_Task directions:_
Output every line of the entries from the line containing "pub fn set_rows(&mut" through the last, exactly, with no other content.

§

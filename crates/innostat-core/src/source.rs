//! Metric sources and row normalization.
//!
//! A source yields [`SourceRow`]s, one variant per server-side namespace.
//! [`normalize`] turns those rows into [`RawMeasurement`]s: it derives names
//! and timestamps per variant, drops disabled engine counters and skips values
//! that are not integers.

use std::collections::BTreeSet;

use chrono::{NaiveDateTime, TimeDelta};
use tracing::debug;

use crate::error::{MetricsError, Result};
use crate::types::{MetricName, RawMeasurement, SourceKind};

/// Status value marking an engine counter as collected.
pub const ENABLED_STATUS: &str = "enabled";

/// A row as read from one of the two metric namespaces.
#[derive(Debug, Clone, PartialEq, Eq)]
pub enum SourceRow {
    /// A row of `INNODB_METRICS`.
    EngineCounter {
        /// `SUBSYSTEM` column.
        subsystem: String,
        /// `NAME` column.
        name: String,
        /// `TYPE` column.
        kind: String,
        /// `STATUS` column, `enabled` or `disabled`.
        status: String,
        /// `COUNT` column, as text.
        count: Option<String>,
        /// `TIME_ENABLED` column.
        enabled_at: Option<NaiveDateTime>,
        /// `TIME_ELAPSED` column, in seconds.
        elapsed_secs: Option<i64>,
    },
    /// A row of `GLOBAL_STATUS`.
    StatusVariable {
        /// `VARIABLE_NAME` column.
        name: String,
        /// `VARIABLE_VALUE` column.
        value: Option<String>,
        /// Server `NOW()` at query time, shared by all status rows of a fetch.
        observed_at: NaiveDateTime,
    },
}

impl SourceRow {
    /// Convenience constructor for an engine counter row.
    #[must_use]
    pub fn engine(
        subsystem: impl Into<String>,
        name: impl Into<String>,
        kind: impl Into<String>,
        status: impl Into<String>,
        count: Option<&str>,
        enabled_at: Option<NaiveDateTime>,
        elapsed_secs: Option<i64>,
    ) -> Self {
        Self::EngineCounter {
            subsystem: subsystem.into(),
            name: name.into(),
            kind: kind.into(),
            status: status.into(),
            count: count.map(str::to_string),
            enabled_at,
            elapsed_secs,
        }
    }

    /// Convenience constructor for a status variable row.
    #[must_use]
    pub fn status(name: impl Into<String>, value: Option<&str>, observed_at: NaiveDateTime) -> Self {
        Self::StatusVariable {
            name: name.into(),
            value: value.map(str::to_string),
            observed_at,
        }
    }

    /// Which namespace this row belongs to.
    #[must_use]
    pub const fn kind(&self) -> SourceKind {
        match self {
            Self::EngineCounter { .. } => SourceKind::EngineCounter,
            Self::StatusVariable { .. } => SourceKind::StatusVariable,
        }
    }

    /// The catalog name of this row.
    ///
    /// # Errors
    ///
    /// Returns `MetricsError::InvalidMetricName` if the derived name is invalid.
    pub fn metric_name(&self) -> Result<MetricName> {
        match self {
            Self::EngineCounter {
                subsystem,
                name,
                kind,
                ..
            } => MetricName::engine(subsystem, name, kind),
            Self::StatusVariable { name, .. } => MetricName::status(name),
        }
    }

    /// Whether this row should produce a measurement at all.
    ///
    /// Status variables are not enable-gated.
    #[must_use]
    pub fn is_enabled(&self) -> bool {
        match self {
            Self::EngineCounter { status, .. } => status.eq_ignore_ascii_case(ENABLED_STATUS),
            Self::StatusVariable { .. } => true,
        }
    }

    /// The observation time of this row.
    ///
    /// Engine counters are stamped `enabled_at + elapsed_secs`; status
    /// variables carry the server time of the query.
    #[must_use]
    pub fn timestamp(&self) -> Option<NaiveDateTime> {
        match self {
            Self::EngineCounter {
                enabled_at,
                elapsed_secs,
                ..
            } => {
                let delta = TimeDelta::try_seconds((*elapsed_secs)?)?;
                enabled_at.as_ref()?.checked_add_signed(delta)
            }
            Self::StatusVariable { observed_at, .. } => Some(*observed_at),
        }
    }

    /// The raw value text of this row.
    #[must_use]
    pub fn raw_value(&self) -> Option<&str> {
        match self {
            Self::EngineCounter { count, .. } => count.as_deref(),
            Self::StatusVariable { value, .. } => value.as_deref(),
        }
    }
}

/// Parses a metric value as an integer.
///
/// A few server metrics are floating-point or textual (`ON`, `0.000`); those
/// are not supported and yield `None`.
#[must_use]
pub fn parse_value(text: &str) -> Option<i64> {
    text.trim().parse().ok()
}

/// Why a row produced no measurement.
#[derive(Debug, Clone, Copy, PartialEq, Eq)]
pub enum SkipReason {
    /// Engine counter with a status other than `enabled`.
    Disabled,
    /// Value missing or not an integer.
    Unparsable,
    /// No derivable timestamp.
    NoTimestamp,
    /// Derived name failed validation.
    InvalidName,
}

/// Output of [`normalize`].
#[derive(Debug, Clone, Default, PartialEq, Eq)]
pub struct Normalized {
    /// Measurements in source order.
    pub measurements: Vec<RawMeasurement>,
    /// Rows that produced nothing, with the reason.
    pub skipped: Vec<(SourceKind, SkipReason)>,
}

impl Normalized {
    /// Number of rows skipped for the given reason.
    #[must_use]
    pub fn skipped_for(&self, reason: SkipReason) -> usize {
        self.skipped.iter().filter(|(_, r)| *r == reason).count()
    }
}

/// Converts source rows into named measurements.
///
/// Never fails: rows that cannot be converted are recorded in
/// [`Normalized::skipped`] and iteration continues.
#[must_use]
pub fn normalize(rows: Vec<SourceRow>) -> Normalized {
    let mut out = Normalized {
        measurements: Vec::with_capacity(rows.len()),
        skipped: Vec::new(),
    };

    for row in rows {
        match normalize_row(&row) {
            Ok(measurement) => out.measurements.push(measurement),
            Err(reason) => {
                debug!(kind = ?row.kind(), ?reason, value = ?row.raw_value(), "skipping source row");
                out.skipped.push((row.kind(), reason));
            }
        }
    }

    out
}

fn normalize_row(row: &SourceRow) -> std::result::Result<RawMeasurement, SkipReason> {
    if !row.is_enabled() {
        return Err(SkipReason::Disabled);
    }
    let value = row
        .raw_value()
        .and_then(parse_value)
        .ok_or(SkipReason::Unparsable)?;
    let timestamp = row.timestamp().ok_or(SkipReason::NoTimestamp)?;
    let name = row.metric_name().map_err(|_| SkipReason::InvalidName)?;
    Ok(RawMeasurement::new(timestamp, name, value))
}

/// Distinct catalog names of `rows`, regardless of status.
#[must_use]
pub fn distinct_names(rows: &[SourceRow]) -> Vec<MetricName> {
    rows.iter()
        .filter_map(|row| row.metric_name().ok())
        .collect::<BTreeSet<_>>()
        .into_iter()
        .collect()
}

/// A read-only view of the monitored server's metrics.
#[allow(async_fn_in_trait)]
pub trait MetricSource {
    /// Reads the current rows of both namespaces.
    ///
    /// # Errors
    ///
    /// Returns `MetricsError::Source` if the query fails.
    async fn fetch_rows(&mut self) -> Result<Vec<SourceRow>>;

    /// Returns the name of this source for logging purposes.
    fn name(&self) -> &'static str;

    /// Lists every metric name the server currently knows, including
    /// disabled engine counters.
    ///
    /// # Errors
    ///
    /// Returns `MetricsError::Source` if the query fails.
    async fn known_names(&mut self) -> Result<Vec<MetricName>> {
        let rows = self.fetch_rows().await?;
        Ok(distinct_names(&rows))
    }

    /// Fetches and normalizes the current measurements.
    ///
    /// # Errors
    ///
    /// Returns `MetricsError::Source` if the query fails. Individual bad
    /// rows never fail the fetch.
    async fn fetch_current(&mut self) -> Result<Vec<RawMeasurement>> {
        let rows = self.fetch_rows().await?;
        let normalized = normalize(rows);
        debug!(
            source = self.name(),
            measurements = normalized.measurements.len(),
            skipped = normalized.skipped.len(),
            "fetched current measurements"
        );
        Ok(normalized.measurements)
    }
}

/// In-memory source for tests and dry runs.
#[derive(Debug, Default, Clone)]
pub struct FakeMetricSource {
    rows: Vec<SourceRow>,
    fail_with: Option<String>,
    fetches: usize,
}

impl FakeMetricSource {
    /// Creates an empty source.
    #[must_use]
    pub fn new() -> Self {
        Self::default()
    }

    /// Adds a row and returns self for chaining.
    #[must_use]
    pub fn with_row(mut self, row: SourceRow) -> Self {
        self.rows.push(row);
        self
    }

    /// Replaces all rows.
    pub fn set_rows(&mut self, rows: Vec<SourceRow>) {
        self.rows = rows;
    }

    /// Appends a row.
    pub fn push_row(&mut self, row: SourceRow) {
        self.rows.push(row);
    }

    /// Makes every following fetch fail with `reason`.
    pub fn fail_with(&mut self, reason: impl Into<String>) {
        self.fail_with = Some(reason.into());
    }

    /// Number of fetches served so far.
    #[must_use]
    pub const fn fetches(&self) -> usize {
        self.fetches
    }
}

impl MetricSource for FakeMetricSource {
    async fn fetch_rows(&mut self) -> Result<Vec<SourceRow>> {
        if let Some(reason) = &self.fail_with {
            return Err(MetricsError::source_error(reason));
        }
        self.fetches += 1;
        Ok(self.rows.clone())
    }

    fn name(&self) -> &'static str {
        "fake"
    }
}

§

_Answer for the task:_
    pub fn set_rows(&mut self, rows: Vec<SourceRow>) {
        self.rows = rows;
    }

    /// Appends a row.
    pub fn push_row(&mut self, row: SourceRow) {
        self.rows.push(row);
    }

    /// Makes every following fetch fail with `reason`.
    pub fn fail_with(&mut self, reason: impl Into<String>) {
        self.fail_with = Some(reason.into());
    }

    /// Number of fetches served so far.
    #[must_use]
    pub const fn fetches(&self) -> usize {
        self.fetches
    }
}

impl MetricSource for FakeMetricSource {
    async fn fetch_rows(&mut self) -> Result<Vec<SourceRow>> {
        if let Some(reason) = &self.fail_with {
            return Err(MetricsError::source_error(reason));
        }
        self.fetches += 1;
        Ok(self.rows.clone())
    }

    fn name(&self) -> &'static str {
        "fake"
    }
}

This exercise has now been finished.